OBPM represents a novel, non-invasive modality capable of detecting cardiac pulsations and respiratory waves originating from the brain. This technology provides critical information on cerebral blood flow, oxygenation states, brain compliance and stages of brain injury through the assessment of pulse classes and other oscillations. Such capabilities hold significant promise for the early identification of neurological deterioration, enabling clinicians to initiate timely interventions and potentially prevent irreversible brain injury.

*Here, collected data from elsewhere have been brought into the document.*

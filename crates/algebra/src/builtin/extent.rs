//! Extent-style kinds: bounding box, time range, numeric min/max
//!
//! All three fold by union. Union has no inverse: removing a record on the
//! boundary cannot shrink the extent without knowing the other records, so
//! these kinds are non-invertible and deletes trigger recomputation.

use crate::algebra::{shape_mismatch, StatisticAlgebra};
use crate::state::{NumericBounds, StatResult, StatState};
use geostats_core::{Record, Result, StatisticKind};

fn union_opt<T: Copy>(a: Option<T>, b: Option<T>, union: impl Fn(&T, &T) -> T) -> Option<T> {
    match (a, b) {
        (Some(a), Some(b)) => Some(union(&a, &b)),
        (a, None) => a,
        (None, b) => b,
    }
}

/// Union of the envelopes of a geometry field
#[derive(Debug)]
pub struct BoundingExtentAlgebra {
    kind: StatisticKind,
    field: String,
}

impl BoundingExtentAlgebra {
    /// Create an extent over `field`
    pub fn new(field: impl Into<String>) -> Self {
        let field = field.into();
        BoundingExtentAlgebra {
            kind: StatisticKind::bounding_extent(field.clone()),
            field,
        }
    }
}

impl StatisticAlgebra for BoundingExtentAlgebra {
    fn kind(&self) -> &StatisticKind {
        &self.kind
    }

    fn identity(&self) -> StatState {
        StatState::Extent(None)
    }

    fn apply(&self, state: &mut StatState, record: &Record) -> Result<()> {
        match state {
            StatState::Extent(current) => {
                let envelope = record.field(&self.field).and_then(|v| v.as_envelope());
                *current = union_opt(*current, envelope, |a, b| a.union(b));
                Ok(())
            }
            other => Err(shape_mismatch(&self.kind, other)),
        }
    }

    fn combine(&self, state: &mut StatState, other: &StatState) -> Result<()> {
        match (state, other) {
            (StatState::Extent(a), StatState::Extent(b)) => {
                *a = union_opt(*a, *b, |x, y| x.union(y));
                Ok(())
            }
            (_, other) => Err(shape_mismatch(&self.kind, other)),
        }
    }

    fn result(&self, state: &StatState) -> Result<StatResult> {
        match state {
            StatState::Extent(b) => Ok(StatResult::Extent(*b)),
            other => Err(shape_mismatch(&self.kind, other)),
        }
    }
}

/// Earliest start and latest end of a temporal field
#[derive(Debug)]
pub struct TimeRangeAlgebra {
    kind: StatisticKind,
    field: String,
}

impl TimeRangeAlgebra {
    /// Create a time range over `field`
    pub fn new(field: impl Into<String>) -> Self {
        let field = field.into();
        TimeRangeAlgebra {
            kind: StatisticKind::time_range(field.clone()),
            field,
        }
    }
}

impl StatisticAlgebra for TimeRangeAlgebra {
    fn kind(&self) -> &StatisticKind {
        &self.kind
    }

    fn identity(&self) -> StatState {
        StatState::Time(None)
    }

    fn apply(&self, state: &mut StatState, record: &Record) -> Result<()> {
        match state {
            StatState::Time(current) => {
                let range = record.field(&self.field).and_then(|v| v.as_time());
                *current = union_opt(*current, range, |a, b| a.union(b));
                Ok(())
            }
            other => Err(shape_mismatch(&self.kind, other)),
        }
    }

    fn combine(&self, state: &mut StatState, other: &StatState) -> Result<()> {
        match (state, other) {
            (StatState::Time(a), StatState::Time(b)) => {
                *a = union_opt(*a, *b, |x, y| x.union(y));
                Ok(())
            }
            (_, other) => Err(shape_mismatch(&self.kind, other)),
        }
    }

    fn result(&self, state: &StatState) -> Result<StatResult> {
        match state {
            StatState::Time(t) => Ok(StatResult::TimeRange(*t)),
            other => Err(shape_mismatch(&self.kind, other)),
        }
    }
}

/// Minimum and maximum of a numeric field
#[derive(Debug)]
pub struct NumericRangeAlgebra {
    kind: StatisticKind,
    field: String,
}

impl NumericRangeAlgebra {
    /// Create a min/max over `field`
    pub fn new(field: impl Into<String>) -> Self {
        let field = field.into();
        NumericRangeAlgebra {
            kind: StatisticKind::numeric_range(field.clone()),
            field,
        }
    }
}

impl StatisticAlgebra for NumericRangeAlgebra {
    fn kind(&self) -> &StatisticKind {
        &self.kind
    }

    fn identity(&self) -> StatState {
        StatState::Range(None)
    }

    fn apply(&self, state: &mut StatState, record: &Record) -> Result<()> {
        match state {
            StatState::Range(current) => {
                let v = record
                    .field(&self.field)
                    .and_then(|v| v.as_f64())
                    .map(NumericBounds::point);
                *current = union_opt(*current, v, |a, b| a.union(b));
                Ok(())
            }
            other => Err(shape_mismatch(&self.kind, other)),
        }
    }

    fn combine(&self, state: &mut StatState, other: &StatState) -> Result<()> {
        match (state, other) {
            (StatState::Range(a), StatState::Range(b)) => {
                *a = union_opt(*a, *b, |x, y| x.union(y));
                Ok(())
            }
            (_, other) => Err(shape_mismatch(&self.kind, other)),
        }
    }

    fn result(&self, state: &StatState) -> Result<StatResult> {
        match state {
            StatState::Range(r) => Ok(StatResult::NumericRange(*r)),
            other => Err(shape_mismatch(&self.kind, other)),
        }
    }
}
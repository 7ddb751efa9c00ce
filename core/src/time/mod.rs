pub mod stopwatch;

pub use self::stopwatch::{ManualStopwatch, MonotonicStopwatch, Stopwatch};

pub type Seconds = f64;

const SECONDS_PER_MINUTE: u64 = 60;
const HUNDREDTHS_PER_SECOND: u64 = 100;

///! Formats a time as `mm:ss.ff`, negative times are shown as zero
pub fn format_playhead(time: Seconds) -> String {
  let hundredths = (time.max(0.0) * HUNDREDTHS_PER_SECOND as f64).floor() as u64;
  let seconds = hundredths / HUNDREDTHS_PER_SECOND;
  format!(
    "{:02}:{:02}.{:02}",
    seconds / SECONDS_PER_MINUTE,
    seconds % SECONDS_PER_MINUTE,
    hundredths % HUNDREDTHS_PER_SECOND
  )
}
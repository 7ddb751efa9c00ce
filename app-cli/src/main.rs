use std::path::{Path, PathBuf};
use std::time::Duration;

use clap::{Parser, Subcommand};
use log::{debug, info, LevelFilter};

use failure;
use failure::{Error, Fail};

use log4rs::append::console::{ConsoleAppender, Target};
use log4rs::config::{Appender, Config as LogConfig, Root};
use log4rs::encode::pattern::PatternEncoder;

use chart_studio_core::chart::pitch::continuity_runs;
use chart_studio_core::chart::{Lane, NoteId};
use chart_studio_core::config::Config;
use chart_studio_core::session::Session;
use chart_studio_core::settings::TomlSettingsStore;
use chart_studio_core::time::{format_playhead, Seconds};

mod watcher;
use crate::watcher::ConfigWatcher;

const CHART_STUDIO_CONFIG: &str = "CHART_STUDIO_CONFIG";
const DEFAULT_CHART_STUDIO_CONFIG: &str = "studio.toml";

const CHART_STUDIO_LOG_CONFIG: &str = "CHART_STUDIO_LOG_CONFIG";
const DEFAULT_CHART_STUDIO_LOG_CONFIG: &str = "log4rs.yaml";

const CHART_STUDIO_SETTINGS: &str = "CHART_STUDIO_SETTINGS";
const DEFAULT_CHART_STUDIO_SETTINGS: &str = "settings.toml";

#[derive(Debug, Fail)]
enum MainError {
  #[fail(display = "Failed to init logging: {}", cause)]
  LoggingInit { cause: String },

  #[fail(display = "There is no note #{} in the chart", index)]
  NoteIndex { index: usize },

  #[fail(display = "{}", message)]
  Command { message: String },
}

#[derive(Parser)]
#[command(name = "chart-studio", about = "Edit note charts aligned to a vocal pitch trace")]
struct Cli {
  #[command(subcommand)]
  command: Commands,
}

#[derive(Subcommand)]
enum Commands {
  /// Summarise a chart and verify that no lane has overlapping notes
  Check { chart: PathBuf },

  /// Add a note, bumping its neighbours out of the way
  Add {
    chart: PathBuf,
    #[arg(short, long)]
    lane: Lane,
    #[arg(short, long)]
    time: Seconds,
    /// Where to save the result, the input chart by default
    #[arg(short, long)]
    out: Option<PathBuf>,
  },

  /// Split the n-th note (in start order) in two at the given time
  Split {
    chart: PathBuf,
    #[arg(short, long)]
    index: usize,
    #[arg(short, long)]
    time: Seconds,
    #[arg(short, long)]
    out: Option<PathBuf>,
  },

  /// Remove the n-th note (in start order)
  Remove {
    chart: PathBuf,
    #[arg(short, long)]
    index: usize,
    #[arg(short, long)]
    out: Option<PathBuf>,
  },

  /// List the generator profiles, optionally selecting one
  Profiles {
    #[arg(short, long)]
    select: Option<String>,
  },

  /// Generate a chart from a vocal track with the external generator
  Generate {
    audio: PathBuf,
    #[arg(short, long)]
    profile: Option<String>,
    /// Copy the generated chart to this path
    #[arg(short, long)]
    out: Option<PathBuf>,
  },

  /// Stage a project directory with the transcoded song, chart and metadata
  Export {
    chart: PathBuf,
    #[arg(short, long)]
    audio: PathBuf,
    #[arg(short, long)]
    dir: PathBuf,
  },

  /// Watch the profiles folder and reload on changes
  Watch,
}

fn main() -> Result<(), Error> {
  let cli = Cli::parse();

  init_logging()?;

  let config = init_config()?;

  let mut session = init_session(config);

  let result = match cli.command {
    Commands::Check { chart } => check(&mut session, &chart),
    Commands::Add { chart, lane, time, out } => add(&mut session, &chart, lane, time, out),
    Commands::Split {
      chart,
      index,
      time,
      out,
    } => split(&mut session, &chart, index, time, out),
    Commands::Remove { chart, index, out } => remove(&mut session, &chart, index, out),
    Commands::Profiles { select } => profiles(&mut session, select),
    Commands::Generate { audio, profile, out } => generate(&mut session, audio, profile, out),
    Commands::Export { chart, audio, dir } => export(&mut session, &chart, audio, &dir),
    Commands::Watch => watch(&mut session),
  };

  for line in session.status().lines() {
    eprintln!("{}", line);
  }

  result
}

fn init_logging() -> Result<(), Error> {
  let log_config_path =
    std::env::var(CHART_STUDIO_LOG_CONFIG).unwrap_or_else(|_| DEFAULT_CHART_STUDIO_LOG_CONFIG.to_string());

  if Path::new(&log_config_path).exists() {
    log4rs::init_file(log_config_path.as_str(), Default::default()).map_err(|err| MainError::LoggingInit {
      cause: err.to_string(),
    })?;
  } else {
    let stderr = ConsoleAppender::builder()
      .target(Target::Stderr)
      .encoder(Box::new(PatternEncoder::new("{d(%H:%M:%S)} {h({l})} {t} - {m}{n}")))
      .build();
    let log_config = LogConfig::builder()
      .appender(Appender::builder().build("stderr", Box::new(stderr)))
      .build(Root::builder().appender("stderr").build(LevelFilter::Warn))
      .map_err(|err| MainError::LoggingInit {
        cause: err.to_string(),
      })?;
    log4rs::init_config(log_config).map_err(|err| MainError::LoggingInit {
      cause: err.to_string(),
    })?;
  }

  Ok(())
}

fn init_config() -> Result<Config, Error> {
  let config_path =
    std::env::var(CHART_STUDIO_CONFIG).unwrap_or_else(|_| DEFAULT_CHART_STUDIO_CONFIG.to_string());

  if !Path::new(&config_path).exists() {
    info!("No configuration at {}, using defaults", config_path);
    return Ok(Config::default());
  }

  info!("Loading configuration from {} ...", config_path);
  let config = Config::from_file(config_path.as_str())?;
  debug!("{:#?}", config);

  Ok(config)
}

fn init_session(config: Config) -> Session {
  let settings_path =
    std::env::var(CHART_STUDIO_SETTINGS).unwrap_or_else(|_| DEFAULT_CHART_STUDIO_SETTINGS.to_string());
  debug!("User settings at {}", settings_path);

  Session::new(config, Box::new(TomlSettingsStore::new(settings_path)))
}

fn check(session: &mut Session, chart: &Path) -> Result<(), Error> {
  session.import_chart(chart)?;
  let timeline = session.timeline();

  println!("name:    {}", timeline.name());
  println!("length:  {}", format_playhead(timeline.width()));
  println!("lanes:   {}", timeline.lanes());
  println!("notes:   {}", timeline.notes().len());
  for lane in 0..timeline.lanes() {
    println!("  lane {}: {}", lane, timeline.notes().notes_in_lane(lane).count());
  }
  println!("pitches: {} samples, {} runs", timeline.pitches().len(), continuity_runs(timeline.pitches()).count());
  println!("lyrics:  {}", timeline.lyrics().len());

  match timeline.notes().find_overlap() {
    Some((a, b)) => {
      let (a, b) = (timeline.notes().get(a), timeline.notes().get(b));
      if let (Some(a), Some(b)) = (a, b) {
        println!(
          "overlap: lane {} at {:.2}s and {:.2}s",
          a.lane(),
          a.start(),
          b.start()
        );
      }
      Err(
        MainError::Command {
          message: "The chart has overlapping notes".to_string(),
        }
        .into(),
      )
    }
    None => Ok(()),
  }
}

fn note_at(session: &Session, index: usize) -> Result<NoteId, Error> {
  session
    .timeline()
    .notes()
    .nth(index)
    .map(|note| note.id())
    .ok_or_else(|| MainError::NoteIndex { index }.into())
}

fn save(session: &mut Session, chart: &Path, out: Option<PathBuf>) -> Result<(), Error> {
  let path = out.unwrap_or_else(|| chart.to_path_buf());
  session.save_chart(&path)?;
  Ok(())
}

fn add(session: &mut Session, chart: &Path, lane: Lane, time: Seconds, out: Option<PathBuf>) -> Result<(), Error> {
  session.import_chart(chart)?;
  session.add_note(lane, time)?;
  save(session, chart, out)
}

fn split(session: &mut Session, chart: &Path, index: usize, time: Seconds, out: Option<PathBuf>) -> Result<(), Error> {
  session.import_chart(chart)?;
  let id = note_at(session, index)?;
  session.split_note(id, time)?;
  save(session, chart, out)
}

fn remove(session: &mut Session, chart: &Path, index: usize, out: Option<PathBuf>) -> Result<(), Error> {
  session.import_chart(chart)?;
  let id = note_at(session, index)?;
  session.remove_note(id)?;
  save(session, chart, out)
}

fn profiles(session: &mut Session, select: Option<String>) -> Result<(), Error> {
  session.reload_profiles();
  if let Some(name) = select {
    if !session.select_profile(&name) {
      return Err(
        MainError::Command {
          message: format!("Unknown profile {}", name),
        }
        .into(),
      );
    }
  }

  let selected = session.profile().map(|profile| profile.path().to_path_buf());
  for profile in session.profiles().profiles.iter() {
    let mark = if Some(profile.path()) == selected.as_ref().map(PathBuf::as_path) {
      "*"
    } else {
      " "
    };
    println!("{} {:<24} {}", mark, profile.name(), profile.path().display());
  }
  Ok(())
}

fn generate(
  session: &mut Session,
  audio: PathBuf,
  profile: Option<String>,
  out: Option<PathBuf>,
) -> Result<(), Error> {
  session.reload_profiles();
  if let Some(name) = profile {
    session.select_profile(&name);
  }

  session.set_audio(audio, None);
  let outcome_rx = session.request_generation()?;
  let outcome = outcome_rx.recv().map_err(|_| MainError::Command {
    message: "The generator thread stopped without a result".to_string(),
  })?;

  if !session.complete_generation(outcome) {
    return Err(
      MainError::Command {
        message: "Chart generation failed".to_string(),
      }
      .into(),
    );
  }

  println!("{} notes generated", session.timeline().notes().len());
  match out {
    Some(path) => {
      session.save_chart(&path)?;
      Ok(())
    }
    None => Ok(()),
  }
}

fn export(session: &mut Session, chart: &Path, audio: PathBuf, dir: &Path) -> Result<(), Error> {
  session.import_chart(chart)?;
  session.set_audio(audio, None);
  let staged = session.export(dir)?;
  println!("{}", staged.audio.display());
  println!("{}", staged.chart.display());
  println!("{}", staged.metadata.display());
  Ok(())
}

fn watch(session: &mut Session) -> Result<(), Error> {
  let folder = session.config_folder();
  let debounce = Duration::from_millis(session.config().watch.debounce_ms);
  let watcher = ConfigWatcher::start(&folder, debounce)?;
  let changes = watcher.subscribe();
  session.reload_profiles();

  println!("Watching {} for profile changes", folder.display());
  for change in changes.iter() {
    debug!("{:?}", change);
    session.reload_profiles();
    let names: Vec<&str> = session.profiles().profiles.iter().map(|profile| profile.name()).collect();
    println!("profiles: {}", names.join(", "));
    if let Some(line) = session.status().lines().last() {
      println!("{}", line);
    }
  }

  watcher.stop()?;
  Ok(())
}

Moreover, the OBPM addresses key limitations of existing monitoring modalities, such as their reliance on invasive procedures or their inability to provide continuous, real-time data. By facilitating earlier detection of pathological changes, the OBPM offers the potential to enhance clinical decision-making, improve patient outcomes, and optimize resource allocation in critical care settings. As further research and clinical trials validate its efficacy, OBPM has the potential to become an integral component of standard neurological monitoring practices, thereby advancing the management of acute brain injuries and other critical neurological conditions.

Funding Statement

The research was supported by a grant from the Biomedtech Horizons Program and the Targeted Translation Research Accelerator, Diabetes & Cardiovascular Disease Fund part of the Medical Research Future Fund of the Australian Government.

Ethics

This review includes data from these ongoing trials. St Vincent’s Hospital (Melbourne, Australia) Human Research Ethics Committee (HREC) granted ethics committee approval to the Transcutaneous Pulse Oximetry (T-POT) study and the Brain Pulse Monitoring Study. Human Trial Registrations: ACTRN12620000828921 and ACTRN12622001320741. The Sheep Stroke study was approved by the Animal Ethics Committee of the South Australian Health and Medical Research Institute (SAM-21-098).

Author Contributions

All authors made a significant contribution to the work reported, whether that is in the conception, study design, execution, acquisition of data, analysis and interpretation, or in all these areas; took part in drafting, revising or critically reviewing the article; gave final approval of the version to be published; have agreed on the journal to which the article has been submitted; and agree to be accountable for all aspects of the work.

Disclosure

BD is the founder and Chief Scientific Officer of Cyban, Pty Ltd. EJT, JH, SP, JP, and SWC are paid employees of the company. BD and EJT are shareholders of Cyban. BD, SP, JS and JH have a patent US9717446B2 licensed to Cyban, a patent US application 17/619458 licensed to Cyban, a patent Australian application Apparatus system and method for brain monitoring licensed to Cyban. The hospital departments received financial support from Cyban to undertake the study. The authors report no other conflicts of interest in this work.